++++ DATA RECORDS ++++

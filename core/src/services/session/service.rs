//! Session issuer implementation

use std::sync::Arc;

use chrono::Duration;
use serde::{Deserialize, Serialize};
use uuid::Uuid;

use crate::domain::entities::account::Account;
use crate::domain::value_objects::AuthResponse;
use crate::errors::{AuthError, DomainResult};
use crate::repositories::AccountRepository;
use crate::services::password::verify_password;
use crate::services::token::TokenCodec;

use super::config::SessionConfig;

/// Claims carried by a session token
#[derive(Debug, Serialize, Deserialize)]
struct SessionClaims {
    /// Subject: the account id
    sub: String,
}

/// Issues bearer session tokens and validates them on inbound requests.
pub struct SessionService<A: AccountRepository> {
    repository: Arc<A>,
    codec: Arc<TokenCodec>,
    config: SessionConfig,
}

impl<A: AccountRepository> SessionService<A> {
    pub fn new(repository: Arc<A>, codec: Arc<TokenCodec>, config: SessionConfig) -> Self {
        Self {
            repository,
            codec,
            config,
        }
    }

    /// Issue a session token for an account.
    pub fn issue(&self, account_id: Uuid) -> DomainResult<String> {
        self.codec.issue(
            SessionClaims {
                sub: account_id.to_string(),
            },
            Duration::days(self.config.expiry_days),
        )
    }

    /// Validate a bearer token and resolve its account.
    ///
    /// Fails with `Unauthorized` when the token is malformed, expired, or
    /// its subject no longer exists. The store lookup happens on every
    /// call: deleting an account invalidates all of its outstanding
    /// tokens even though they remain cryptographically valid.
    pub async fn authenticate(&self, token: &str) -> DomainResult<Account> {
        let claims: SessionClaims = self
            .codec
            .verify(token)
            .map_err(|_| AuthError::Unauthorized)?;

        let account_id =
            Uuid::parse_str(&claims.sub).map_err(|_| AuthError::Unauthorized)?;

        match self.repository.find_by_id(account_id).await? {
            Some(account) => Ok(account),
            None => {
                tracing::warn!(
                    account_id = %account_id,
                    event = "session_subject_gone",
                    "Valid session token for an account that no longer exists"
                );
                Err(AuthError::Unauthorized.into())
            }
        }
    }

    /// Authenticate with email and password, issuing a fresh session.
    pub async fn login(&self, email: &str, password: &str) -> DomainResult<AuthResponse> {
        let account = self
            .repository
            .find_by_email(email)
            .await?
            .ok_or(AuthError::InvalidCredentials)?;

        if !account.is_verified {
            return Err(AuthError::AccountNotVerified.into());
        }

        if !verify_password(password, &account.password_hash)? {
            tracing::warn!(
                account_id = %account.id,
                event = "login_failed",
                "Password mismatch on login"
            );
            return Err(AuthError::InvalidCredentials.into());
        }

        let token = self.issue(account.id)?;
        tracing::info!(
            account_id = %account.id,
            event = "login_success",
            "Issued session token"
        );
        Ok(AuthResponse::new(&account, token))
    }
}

++++

### EXERCISE
In the data above, find the line with "use crate::domain::value_objects::AuthResponse;" and the line with "pub fn issue(&self, account_id: Uuid)". Retype both, plus every line between them, exactly.

### OUTPUT OF THE EXERCISE
use crate::domain::value_objects::AuthResponse;
use crate::errors::{AuthError, DomainResult};
use crate::repositories::AccountRepository;
use crate::services::password::verify_password;
use crate::services::token::TokenCodec;

use super::config::SessionConfig;

/// Claims carried by a session token
#[derive(Debug, Serialize, Deserialize)]
struct SessionClaims {
    /// Subject: the account id
    sub: String,
}

/// Issues bearer session tokens and validates them on inbound requests.
pub struct SessionService<A: AccountRepository> {
    repository: Arc<A>,
    codec: Arc<TokenCodec>,
    config: SessionConfig,
}

impl<A: AccountRepository> SessionService<A> {
    pub fn new(repository: Arc<A>, codec: Arc<TokenCodec>, config: SessionConfig) -> Self {
        Self {
            repository,
            codec,
            config,
        }
    }

    /// Issue a session token for an account.
    pub fn issue(&self, account_id: Uuid) -> DomainResult<String> {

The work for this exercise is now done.